A vida de uma menina de dez anos não vale nada?

Uma disputa que não deveria existir sobre o aborto legal em casos de estupro e risco de vida da gestante

Aline Beatriz Coutinho* e Sonara Costa*
Marcello Casal Jr. | Agência Brasil

“Está em análise [a interrupção da gestação], as equipes técnicas e médicas avaliam a possibilidade. A gente precisa aguardar o posicionamento do Judiciário. (…) Vamos aguardar o posicionamento dos critérios médicos e judiciários para tomar uma decisão em conjunto com a família”. A declaração acima, dita pela Secretária de Assistência Municipal de São Mateus, no Espírito Santo, mostra a ineficiência do Estado na proteção à saúde mental e integridade física de meninas e adolescentes, e inclusive mulheres, garantidos por lei no Brasil.

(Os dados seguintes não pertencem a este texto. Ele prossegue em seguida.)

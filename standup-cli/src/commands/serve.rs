//! HTTP server command for the standup spinner API

use std::net::SocketAddr;
use std::sync::Arc;
use std::time::Duration;

use anyhow::{Context, Result};
use clap::Parser;

use standup_server::db::pool::DEFAULT_MAX_CONNECTIONS;
use standup_server::{run_server, MemoryStore, PgStore, ServerConfig, Store};

/// Arguments for the serve command
#[derive(Parser, Debug)]
pub struct ServeArgs {
    /// Address to bind to
    #[arg(long, short = 'b', env = "STANDUP_BIND", default_value = "127.0.0.1:8000")]
    pub bind: SocketAddr,

    /// Allow permissive CORS (all origins) - use with caution
    #[arg(long)]
    pub cors_permissive: bool,

    /// PostgreSQL connection string
    #[arg(long, env = "DATABASE_URL")]
    pub database_url: Option<String>,

    /// Maximum pooled database connections
    #[arg(long, default_value_t = DEFAULT_MAX_CONNECTIONS)]
    pub max_connections: u32,

    /// Keep everything in memory instead of PostgreSQL (lost on exit).
    /// Takes precedence over --database-url.
    #[arg(long)]
    pub in_memory: bool,

    /// Request timeout in seconds
    #[arg(long, default_value = "30")]
    pub timeout: u64,
}

/// Run the HTTP server
pub async fn run_serve(args: ServeArgs) -> Result<()> {
    let store: Arc<dyn Store> = if args.in_memory {
        tracing::warn!("Using in-memory store; data is lost on shutdown");
        Arc::new(MemoryStore::new())
    } else {
        let database_url = args.database_url.context(
            "DATABASE_URL not set. Set via --database-url, DATABASE_URL env or .env, or pass --in-memory",
        )?;
        let store = PgStore::connect(&database_url, args.max_connections)
            .await
            .context("Failed to connect to database")?;
        Arc::new(store)
    };

    tracing::info!("Starting standup spinner on {}", args.bind);

    let config = ServerConfig {
        bind_addr: args.bind,
        cors_permissive: args.cors_permissive,
        request_timeout: Duration::from_secs(args.timeout),
    };

    run_server(store, config).await.context("Server error")?;
    Ok(())
}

É um posicionamento sobre o chocante caso da menina de dez anos, grávida de três meses, após estupros recorrentes de seu tio (realizados desde seus seis anos de idade) e da possibilidade de interrupção de sua gravidez, que se tornou um objeto de decisão judicial em um momento de ascensão do conservadorismo e fundamentalismo religiosos no país, e no mundo, como visto na Polônia e EUA.

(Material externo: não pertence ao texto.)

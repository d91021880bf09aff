//! Postgres pool for the spinner's two tables

use std::time::Duration;

use sqlx::postgres::PgPoolOptions;
use sqlx::PgPool;

/// One team, one spinner: a handful is plenty.
pub const DEFAULT_MAX_CONNECTIONS: u32 = 5;

/// Give up on a checkout well before the request timeout fires, so a
/// stuck database surfaces as a 500 rather than a dropped connection.
pub const DEFAULT_ACQUIRE_TIMEOUT: Duration = Duration::from_secs(5);

fn pool_options(max_connections: u32) -> PgPoolOptions {
    PgPoolOptions::new()
        .max_connections(max_connections.max(1))
        .acquire_timeout(DEFAULT_ACQUIRE_TIMEOUT)
}

pub async fn create_pool(database_url: &str) -> Result<PgPool, sqlx::Error> {
    create_pool_with_options(database_url, DEFAULT_MAX_CONNECTIONS).await
}

/// `max_connections` of zero is bumped to one.
pub async fn create_pool_with_options(
    database_url: &str,
    max_connections: u32,
) -> Result<PgPool, sqlx::Error> {
    tracing::debug!(max_connections, "connecting to database");
    pool_options(max_connections).connect(database_url).await
}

A legislação brasileira detalha em seu Código Penal os três únicos permissivos para a realização do aborto legal: em caso de risco de vida da gestante, devido à ocorrência de estupro e no diagnóstico de anencefalia fetal. Também observa que sendo a vítima incapaz ou não podendo consentir, a decisão deve ser tomada por seu representante legal. É óbvio que o triste caso dessa menina se enquadra em dois permissivos, por ser a gestação proveniente de estupro e, nesse caso em específico, o mais relevante: sendo alto o risco de vida da criança na possibilidade de se levar uma gestação adiante. Além disso, pela vítima estar em um abrigo público, a responsabilidade das decisões a serem tomadas por sua vida recai ao Estado.  Entretanto, ao invés da realização do aborto ser imediata levando em consideração essas circunstâncias, o que ocorre agora é uma disputa – de forma silenciosa – sobre quem tem mais “direito” de viver: a menina de 10 anos ou o feto.

Ao levar ao Judiciário a decisão se essa menina de 10 anos gestante vítima de estupro pode abortar, o Estado mostra a continuidade de violações perpetradas contra essa menina-vítima. Afinal, já está consolidado no Brasil a garantia da integridade física e mental de meninas e mulheres que necessitam do acesso ao aborto legal e seguro sem precisar de laudos do IML, B.O.’s ou decisões judiciais por meio de Notas Técnicas (2005, 2011) e decretos-leis. Além disso, o Estado também se coloca como irresponsável ao não levar em consideração a urgência da situação e risco de vida que essa menina passa a cada dia que permanece gestante. Estudo formulado pelo Ministério da Saúde indica a existência de uma alta taxa de mortalidade infantil entre mães mais jovens (até 19 anos) com 15,3 óbitos para cada mil nascidos vivos, sendo a mortalidade materna para a faixa etária de 10 a 14 anos de 66 óbitos para cada 100 mil nascidos vivos.

O posicionamento da ministra Damares Alves – reconhecida defensora da existência da vida desde a concepção e contrária aos Direitos Reprodutivos – produzido na nota do Ministério da Mulher, da Família e dos Direitos Humanos, formulando que está sendo dado atendimento psicológico “a fim de amparar emocionalmente a criança vitimada, que ainda se encontra em desenvolvimento, bem como seu bebê” é mais um indício que a garantia da vida da menina-vítima não está sendo levada em consideração pelas autoridades responsáveis. Denominar de “bebê” um feto que pode levar à morte de uma menina de 10 anos é promover a equivalência da vida entre a criança que existe e aquela que ainda é somente uma possibilidade.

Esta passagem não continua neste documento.